Scots Gaelic word count comparisons
Word Scots occurrences Gaelic occurrences
or 18,090 64
are 17,643 36
he 17,047 46
his 15,935 76
its 15,848 42

Due to comparative rarity of these words in Gaelic, should they be considered unique to Scots (outwith English)? The Gaelic wikipedia is about a quarter the size of the Scots wikipedia, we might expect there to be only factor of four difference between the most common words.
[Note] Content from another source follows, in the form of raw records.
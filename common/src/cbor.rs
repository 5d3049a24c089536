//! Small decoding helpers shared by the ledger types.
//!
//! Wallets and evaluators produce a mix of definite and indefinite-length
//! containers, and Conway-era encoders may wrap sets in tag 258. These helpers
//! accept all of those forms.

use minicbor::{
    data::{Tag, Type},
    decode, encode, Decoder, Encoder,
};

/// CBOR tag for mathematical finite sets
pub const SET_TAG: u64 = 258;

/// Plutus bounded bytes are chunked into 64 byte pieces when longer
pub const BYTES_CHUNK: usize = 64;

/// Consume the break byte terminating an indefinite container.
pub fn consume_break(d: &mut Decoder<'_>) -> Result<(), decode::Error> {
    match d.datatype()? {
        Type::Break => {
            d.set_position(d.position() + 1);
            Ok(())
        }
        other => Err(decode::Error::type_mismatch(other)),
    }
}

/// Skip a leading set tag if there is one.
pub fn skip_set_tag(d: &mut Decoder<'_>) -> Result<(), decode::Error> {
    if d.datatype()? == Type::Tag {
        let position = d.position();
        if d.tag()? != Tag::new(SET_TAG) {
            d.set_position(position);
        }
    }
    Ok(())
}

/// Decode an array of any length encoding, optionally tagged as a set.
pub fn decode_array<'b, C, T, F>(
    d: &mut Decoder<'b>,
    ctx: &mut C,
    mut item: F,
) -> Result<Vec<T>, decode::Error>
where
    F: FnMut(&mut Decoder<'b>, &mut C) -> Result<T, decode::Error>,
{
    skip_set_tag(d)?;
    let mut items = Vec::new();
    match d.array()? {
        Some(len) => {
            for _ in 0..len {
                items.push(item(d, ctx)?);
            }
        }
        None => {
            while d.datatype()? != Type::Break {
                items.push(item(d, ctx)?);
            }
            consume_break(d)?;
        }
    }
    Ok(items)
}

/// Decode a map of any length encoding into key/value pairs, in wire order.
pub fn decode_map<'b, C, K, V, F>(
    d: &mut Decoder<'b>,
    ctx: &mut C,
    mut entry: F,
) -> Result<Vec<(K, V)>, decode::Error>
where
    F: FnMut(&mut Decoder<'b>, &mut C) -> Result<(K, V), decode::Error>,
{
    let mut entries = Vec::new();
    match d.map()? {
        Some(len) => {
            for _ in 0..len {
                entries.push(entry(d, ctx)?);
            }
        }
        None => {
            while d.datatype()? != Type::Break {
                entries.push(entry(d, ctx)?);
            }
            consume_break(d)?;
        }
    }
    Ok(entries)
}

/// Decode a byte string that may be split into indefinite-length chunks.
pub fn decode_chunked_bytes(d: &mut Decoder<'_>) -> Result<Vec<u8>, decode::Error> {
    match d.datatype()? {
        Type::Bytes => Ok(d.bytes()?.to_vec()),
        Type::BytesIndef => {
            let mut out = Vec::new();
            for chunk in d.bytes_iter()? {
                out.extend_from_slice(chunk?);
            }
            Ok(out)
        }
        other => Err(decode::Error::type_mismatch(other)),
    }
}

/// Encode bytes, splitting into 64 byte chunks when they exceed that size.
pub fn encode_chunked_bytes<W: encode::Write>(
    bytes: &[u8],
    e: &mut Encoder<W>,
) -> Result<(), encode::Error<W::Error>> {
    if bytes.len() <= BYTES_CHUNK {
        e.bytes(bytes)?;
    } else {
        e.begin_bytes()?;
        for chunk in bytes.chunks(BYTES_CHUNK) {
            e.bytes(chunk)?;
        }
        e.end()?;
    }
    Ok(())
}
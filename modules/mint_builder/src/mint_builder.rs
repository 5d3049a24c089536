//! Plutus minting transaction builder: select, draft, evaluate, finalize,
//! sign and submit.

pub mod configuration;
pub mod draft;
pub mod evaluator;
pub mod fees;
pub mod finalizer;
mod http;
pub mod parameters;
pub mod pipeline;
pub mod selector;
pub mod signer;
pub mod submission;
pub mod witness;

pub use configuration::MintConfig;
pub use draft::{DraftBuilder, DraftTransaction};
pub use evaluator::HttpEvaluator;
pub use finalizer::{FinalizedTransaction, RedeemerFinalizer, price_redeemers};
pub use http::ServiceError;
pub use parameters::HttpChainParams;
pub use pipeline::{Collaborators, MintPipeline, MintRequest, PipelineSettings, Stage};
pub use selector::{CollateralRange, InputSelection, Selection, UtxoSelector};
pub use signer::{DualPhaseSigner, SignedTransaction, merge_witnesses, verify_commitment};
pub use submission::WalletSubmitter;
pub use witness::{
    DatumStrategy, EmptyConstr, MintEntry, MintingPolicy, PartialPlutusWitness,
    RequiredSignerList, WitnessAssembler, WitnessContext,
};
//! Two-phase signing: the wallet signs the bare body, then its key witnesses
//! are merged into the script witness set.

use std::{collections::BTreeSet, sync::Arc};

use minter_codec::{Transaction, VKeyWitness, WitnessSet, witness_set_script_data_hash};
use minter_common::{
    AddrKeyhash, CostModels, MintError, TxHash, collaborators::Wallet, crypto::keyhash_224,
};
use tracing::{debug, info, instrument};

use crate::finalizer::FinalizedTransaction;

/// A transaction carrying every witness it needs
#[derive(Debug, Clone, PartialEq, Eq)]
pub struct SignedTransaction {
    pub transaction: Transaction,
    pub tx_hash: TxHash,
    bytes: Vec<u8>,
}

impl SignedTransaction {
    pub fn bytes(&self) -> &[u8] {
        &self.bytes
    }
}

/// Combine the script witnesses with the wallet's key witnesses. Key
/// witnesses are deduplicated by verification key; every other component is
/// taken from `script_witnesses` untouched.
pub fn merge_witnesses(script_witnesses: &WitnessSet, wallet_witnesses: WitnessSet) -> WitnessSet {
    let mut seen = BTreeSet::new();
    let mut vkeys: Vec<VKeyWitness> = Vec::new();
    for witness in script_witnesses.vkeys.iter().cloned().chain(wallet_witnesses.vkeys) {
        if seen.insert(witness.vkey) {
            vkeys.push(witness);
        }
    }
    WitnessSet {
        vkeys,
        ..script_witnesses.clone()
    }
}

/// Recompute the commitment from the merged witnesses and compare it with the
/// one the body carries
pub fn verify_commitment(
    transaction: &Transaction,
    cost_models: &CostModels,
) -> Result<(), MintError> {
    let recomputed = witness_set_script_data_hash(&transaction.witness_set, cost_models)
        .map_err(|e| MintError::Codec(format!("{e:#}")))?
        .unwrap_or_default();
    let embedded = transaction.body.script_data_hash;
    if embedded != Some(recomputed) {
        return Err(MintError::CommitmentMismatch {
            embedded,
            recomputed,
        });
    }
    Ok(())
}

pub struct DualPhaseSigner {
    wallet: Arc<dyn Wallet>,
    partial: bool,
}

impl DualPhaseSigner {
    pub fn new(wallet: Arc<dyn Wallet>, partial: bool) -> Self {
        Self { wallet, partial }
    }

    #[instrument(skip_all)]
    pub async fn sign(
        &self,
        finalized: FinalizedTransaction,
        cost_models: &CostModels,
    ) -> Result<SignedTransaction, MintError> {
        // Phase A: the wallet sees the final body with no witnesses at all
        let unsigned = Transaction::new(finalized.body().clone(), WitnessSet::default());
        let unsigned = unsigned.to_bytes().map_err(|e| MintError::Codec(format!("{e:#}")))?;
        let returned = self
            .wallet
            .sign_tx(&unsigned, self.partial)
            .await
            .map_err(|e| MintError::WalletRejected(format!("{e:#}")))?;
        let wallet_witnesses = WitnessSet::from_bytes(&returned)
            .map_err(|e| MintError::InvalidWalletData(format!("{e:#}")))?;
        if wallet_witnesses.vkeys.is_empty() {
            return Err(MintError::WalletRejected("wallet returned no signatures".into()));
        }
        debug!("Wallet returned {} key witnesses", wallet_witnesses.vkeys.len());

        let signers: BTreeSet<AddrKeyhash> =
            wallet_witnesses.vkeys.iter().map(|w| keyhash_224(&w.vkey)).collect();
        if let Some(missing) =
            finalized.body().required_signers.iter().find(|key| !signers.contains(key))
        {
            return Err(MintError::WalletRejected(format!(
                "no signature from required signer {missing}"
            )));
        }

        // Phase B: merge and check nothing the commitment covers moved
        let FinalizedTransaction { transaction, .. } = finalized;
        let witness_set = merge_witnesses(&transaction.witness_set, wallet_witnesses);
        let transaction = Transaction {
            witness_set,
            ..transaction
        };
        verify_commitment(&transaction, cost_models)?;

        let tx_hash = transaction.id().map_err(|e| MintError::Codec(format!("{e:#}")))?;
        let bytes = transaction.to_bytes().map_err(|e| MintError::Codec(format!("{e:#}")))?;
        info!("Signed transaction {tx_hash}, {} bytes", bytes.len());
        Ok(SignedTransaction {
            transaction,
            tx_hash,
            bytes,
        })
    }
}
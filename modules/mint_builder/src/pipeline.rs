//! The mint pipeline: a single-shot, forward-only walk from configuration to
//! a submitted transaction.

use std::{fmt, sync::Arc};

use minter_codec::{address_network, address_to_bech32, decode_utxos, payment_key_hash};
use minter_common::{
    AssetName, ExUnits, MintError, Network, TargetNetwork,
    collaborators::{ChainParams, Evaluator, MintReceipt, Notifier, SubmissionGateway, Wallet},
};
use tracing::{debug, error, info, instrument, warn};

use crate::{
    configuration::MintConfig,
    draft::DraftBuilder,
    finalizer::RedeemerFinalizer,
    selector::{CollateralRange, InputSelection, UtxoSelector},
    signer::DualPhaseSigner,
    witness::{MintingPolicy, WitnessAssembler, WitnessContext},
};

/// Where a pipeline run currently stands
#[derive(Debug, Clone, PartialEq, Eq)]
pub enum Stage {
    Configured,
    InputsSelected,
    DraftBuilt,
    Evaluated,
    Finalized,
    Signed,
    Submitted,
    Failed(MintError),
}

impl Stage {
    fn position(&self) -> Option<u8> {
        match self {
            Stage::Configured => Some(0),
            Stage::InputsSelected => Some(1),
            Stage::DraftBuilt => Some(2),
            Stage::Evaluated => Some(3),
            Stage::Finalized => Some(4),
            Stage::Signed => Some(5),
            Stage::Submitted => Some(6),
            Stage::Failed(_) => None,
        }
    }

    /// Submitted and Failed are final
    pub fn is_terminal(&self) -> bool {
        matches!(self, Stage::Submitted | Stage::Failed(_))
    }

    /// Only the next stage in order, or failure from any non-final stage
    pub fn can_advance_to(&self, next: &Stage) -> bool {
        match (self.position(), next.position()) {
            (Some(_), None) => !self.is_terminal(),
            (Some(current), Some(next)) => next == current + 1,
            (None, _) => false,
        }
    }
}

impl fmt::Display for Stage {
    fn fmt(&self, f: &mut fmt::Formatter<'_>) -> fmt::Result {
        match self {
            Stage::Failed(reason) => write!(f, "Failed({reason})"),
            other => write!(f, "{other:?}"),
        }
    }
}

/// What to mint
#[derive(Debug, Clone)]
pub struct MintRequest {
    pub policy: MintingPolicy,
    pub asset_name: AssetName,
    pub quantity: i64,
}

/// Per-build settings, normally taken from [`MintConfig`]
#[derive(Debug, Clone, PartialEq, Eq)]
pub struct PipelineSettings {
    pub network: Network,
    pub target: TargetNetwork,
    pub collateral: CollateralRange,
    pub ttl_horizon: u64,
    pub input_selection: InputSelection,
    pub partial_sign: bool,
    pub draft_ex_units: Option<ExUnits>,
}

impl PipelineSettings {
    pub fn new(network: Network) -> Self {
        Self {
            network,
            target: TargetNetwork::from(network),
            collateral: CollateralRange::new(3_000_000, 6_000_000),
            ttl_horizon: 500,
            input_selection: InputSelection::All,
            partial_sign: false,
            draft_ex_units: None,
        }
    }
}

impl From<&MintConfig> for PipelineSettings {
    fn from(config: &MintConfig) -> Self {
        Self {
            network: config.network,
            target: config.target_network(),
            collateral: config.collateral_range(),
            ttl_horizon: config.ttl_horizon,
            input_selection: config.input_selection,
            partial_sign: config.partial_sign,
            draft_ex_units: config.draft_ex_units,
        }
    }
}

/// The external systems a build talks to
#[derive(Clone)]
pub struct Collaborators {
    pub wallet: Arc<dyn Wallet>,
    pub evaluator: Arc<dyn Evaluator>,
    pub chain: Arc<dyn ChainParams>,
    pub gateway: Arc<dyn SubmissionGateway>,
    pub notifier: Option<Arc<dyn Notifier>>,
}

pub struct MintPipeline {
    settings: PipelineSettings,
    collaborators: Collaborators,
    request: MintRequest,
    stage: Stage,
    presentation_error: Option<MintError>,
}

impl MintPipeline {
    pub fn new(settings: PipelineSettings, collaborators: Collaborators, request: MintRequest) -> Self {
        Self {
            settings,
            collaborators,
            request,
            stage: Stage::Configured,
            presentation_error: None,
        }
    }

    pub fn stage(&self) -> &Stage {
        &self.stage
    }

    /// The notifier failure of the last run, if any. Never part of the result.
    pub fn presentation_error(&self) -> Option<&MintError> {
        self.presentation_error.as_ref()
    }

    /// Run the build once. A pipeline that has left `Configured` cannot run again.
    #[instrument(skip(self), fields(policy = %self.request.policy.name, network = %self.settings.network))]
    pub async fn run(&mut self) -> Result<MintReceipt, MintError> {
        if self.stage != Stage::Configured {
            return Err(MintError::AlreadyRun);
        }

        let result = self.execute().await;
        if let Err(err) = &result {
            error!("Mint failed at {}: {err}", self.stage);
            self.advance(Stage::Failed(err.clone()));
        }
        self.notify(&result).await;
        result
    }

    fn advance(&mut self, next: Stage) {
        if self.stage.can_advance_to(&next) {
            info!("{} -> {next}", self.stage);
            self.stage = next;
        } else {
            // Unreachable from execute(), which only steps forward
            warn!("Ignoring transition {} -> {next}", self.stage);
        }
    }

    async fn execute(&mut self) -> Result<MintReceipt, MintError> {
        let wallet = self.collaborators.wallet.clone();
        let network = self.settings.network;

        let wallet_network = wallet
            .network_id()
            .await
            .map_err(|e| MintError::WalletRejected(format!("{e:#}")))?;
        if !self.settings.target.accepts(wallet_network) {
            return Err(MintError::NetworkMismatch {
                wallet: wallet_network,
                target: self.settings.target,
            });
        }

        let addresses = wallet
            .used_addresses()
            .await
            .map_err(|e| MintError::WalletRejected(format!("{e:#}")))?;
        let payment = addresses.first().ok_or_else(|| {
            MintError::InvalidWalletData("wallet reported no used addresses".into())
        })?;
        let payment_address = address_to_bech32(payment)
            .map_err(|e| MintError::InvalidWalletData(format!("{e:#}")))?;
        if let Ok(address_network) = address_network(payment) {
            if address_network != wallet_network {
                warn!("Payment address is on {address_network}, wallet reports {wallet_network}");
            }
        }
        let context = WitnessContext {
            payment_key_hash: payment_key_hash(payment).ok(),
        };
        debug!("Payment address {payment_address}");

        let utxos = wallet
            .utxos()
            .await
            .map_err(|e| MintError::WalletRejected(format!("{e:#}")))?;
        let utxos =
            decode_utxos(&utxos).map_err(|e| MintError::InvalidWalletData(format!("{e:#}")))?;
        let collateral = match wallet.collateral().await {
            Ok(Some(raw)) => Some(
                decode_utxos(&raw).map_err(|e| MintError::InvalidWalletData(format!("{e:#}")))?,
            ),
            Ok(None) => None,
            Err(e) => {
                warn!("Wallet collateral unavailable, scanning UTxOs instead: {e:#}");
                None
            }
        };
        let selection = UtxoSelector::new(self.settings.collateral).select(utxos, collateral)?;
        self.advance(Stage::InputsSelected);

        let params = self
            .collaborators
            .chain
            .protocol_params(network)
            .await
            .map_err(|e| MintError::ParameterFetchFailed(format!("{e:#}")))?;
        let latest_slot = self
            .collaborators
            .chain
            .latest_slot(network)
            .await
            .map_err(|e| MintError::ParameterFetchFailed(format!("{e:#}")))?;

        let entry = WitnessAssembler::assemble(
            &self.request.policy,
            self.request.asset_name.clone(),
            self.request.quantity,
            &context,
        )?;
        let budget = self.settings.draft_ex_units.unwrap_or(params.max_tx_ex_units);
        let draft = DraftBuilder::new(&params, self.settings.input_selection, self.settings.ttl_horizon)
            .with_budget(budget)
            .build(&selection, &entry, payment, latest_slot)?;
        self.advance(Stage::DraftBuilt);

        let evaluation = self
            .collaborators
            .evaluator
            .evaluate(draft.evaluation_bytes(), network)
            .await
            .map_err(|e| MintError::EvaluationFailed(format!("{e:#}")))?;
        self.advance(Stage::Evaluated);

        let finalized = RedeemerFinalizer::new(&params).finalize(&draft, &evaluation)?;
        self.advance(Stage::Finalized);

        let signed = DualPhaseSigner::new(wallet, self.settings.partial_sign)
            .sign(finalized, &params.cost_models)
            .await?;
        self.advance(Stage::Signed);

        let tx_hash = self
            .collaborators
            .gateway
            .submit(signed.bytes())
            .await
            .map_err(|e| MintError::SubmissionRejected(format!("{e:#}")))?;
        if tx_hash != signed.tx_hash {
            warn!("Gateway reported {tx_hash}, expected {}", signed.tx_hash);
        }
        self.advance(Stage::Submitted);
        info!("Minted {} {} in {tx_hash}", self.request.quantity, self.request.asset_name);

        Ok(MintReceipt {
            tx_hash,
            payment_address,
            network,
        })
    }

    async fn notify(&mut self, result: &Result<MintReceipt, MintError>) {
        let Some(notifier) = self.collaborators.notifier.clone() else {
            return;
        };
        let outcome = match result {
            Ok(receipt) => notifier.success(receipt).await,
            Err(err) => notifier.failure(err).await,
        };
        if let Err(e) = outcome {
            let blocked = MintError::PresentationBlocked(format!("{e:#}"));
            warn!("{blocked}");
            self.presentation_error = Some(blocked);
        }
    }
}

#[cfg(test)]
mod tests {
    use super::*;
    use test_case::test_case;

    fn failed() -> Stage {
        Stage::Failed(MintError::AlreadyRun)
    }

    #[test_case(Stage::Configured, Stage::InputsSelected => true)]
    #[test_case(Stage::InputsSelected, Stage::DraftBuilt => true)]
    #[test_case(Stage::Signed, Stage::Submitted => true)]
    #[test_case(Stage::Configured, Stage::DraftBuilt => false; "no skipping")]
    #[test_case(Stage::Evaluated, Stage::DraftBuilt => false; "no going back")]
    #[test_case(Stage::Finalized, Stage::Finalized => false; "no re-entry")]
    #[test_case(Stage::Configured, failed() => true; "fail from start")]
    #[test_case(Stage::Signed, failed() => true; "fail late")]
    #[test_case(Stage::Submitted, failed() => false; "submitted is final")]
    #[test_case(failed(), Stage::Configured => false; "failed is final")]
    #[test_case(failed(), failed() => false; "fail once")]
    fn transitions(from: Stage, to: Stage) -> bool {
        from.can_advance_to(&to)
    }

    #[test]
    fn stage_display_includes_reason() {
        assert_eq!(Stage::DraftBuilt.to_string(), "DraftBuilt");
        assert!(failed().to_string().starts_with("Failed("));
    }

    #[test]
    fn settings_default_to_network_target() {
        let settings = PipelineSettings::new(Network::Mainnet);
        assert_eq!(settings.target, TargetNetwork::from(Network::Mainnet));
        assert_eq!(settings.collateral, CollateralRange::new(3_000_000, 6_000_000));
    }
}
Perhaps the entire comparison of overlapping word spaces needs to be done by hand, aided by algorithm rather than completely automatically. Maybe considering the percentile ranks of each word in each language and their ratio to each other would eliminate any artifacts from the corpus size. For example "its" is a 99th percentile word in Scots, but a 1st percentile word in Gaelic, so effectively it is unique to Scots. This might take more processing than Excel can manage alone, I'll have to roll my sleeves up and get back into perl.

Article count and stats[eedit | eedit soorce]

  • 2005-06-23 00:00 0 airticles
  • 2020-08-01 56,524 unique wirds, 4,458,169 total wirds (twa letters or mair, three occurrences or mair)
  • 2020-08-29 23:30 57,956 airticles
  • 2020-09-01 09:39 57,984 airticles
  • 2020-09-01 56,828 unique wirds, 4,500,147 total wirds (twa letter or mair, three occurrences or mair)

Citogenesis[eedit | eedit soorce]

Citogenesis is a satirical theory about where citations come from, as explained in this XKCD comic. Made up on wikipedia -> used in official documented -> cited on wikipedia. There appear to be a few examples on the Scots wiki.

  • conseeder
  • proposeetion
  • peteetion

These words are very rare on the Scottish Corpus website, yet are very common on the Scots wikipedia. It is believed that the Online Scots dictionary harvested words and definitions from wikipedia. These words have been used in the Scots translation Scottish Parliament document "Your Scottish Pairlament". This document has subsequently been cited in the Scots wikipedia, thus completing the circle.

It is possible that these spellings are used in the north-east Scots dialect, 'conseeder' was used by north eastern author Sheena Blackhall in 1996, the other words have not.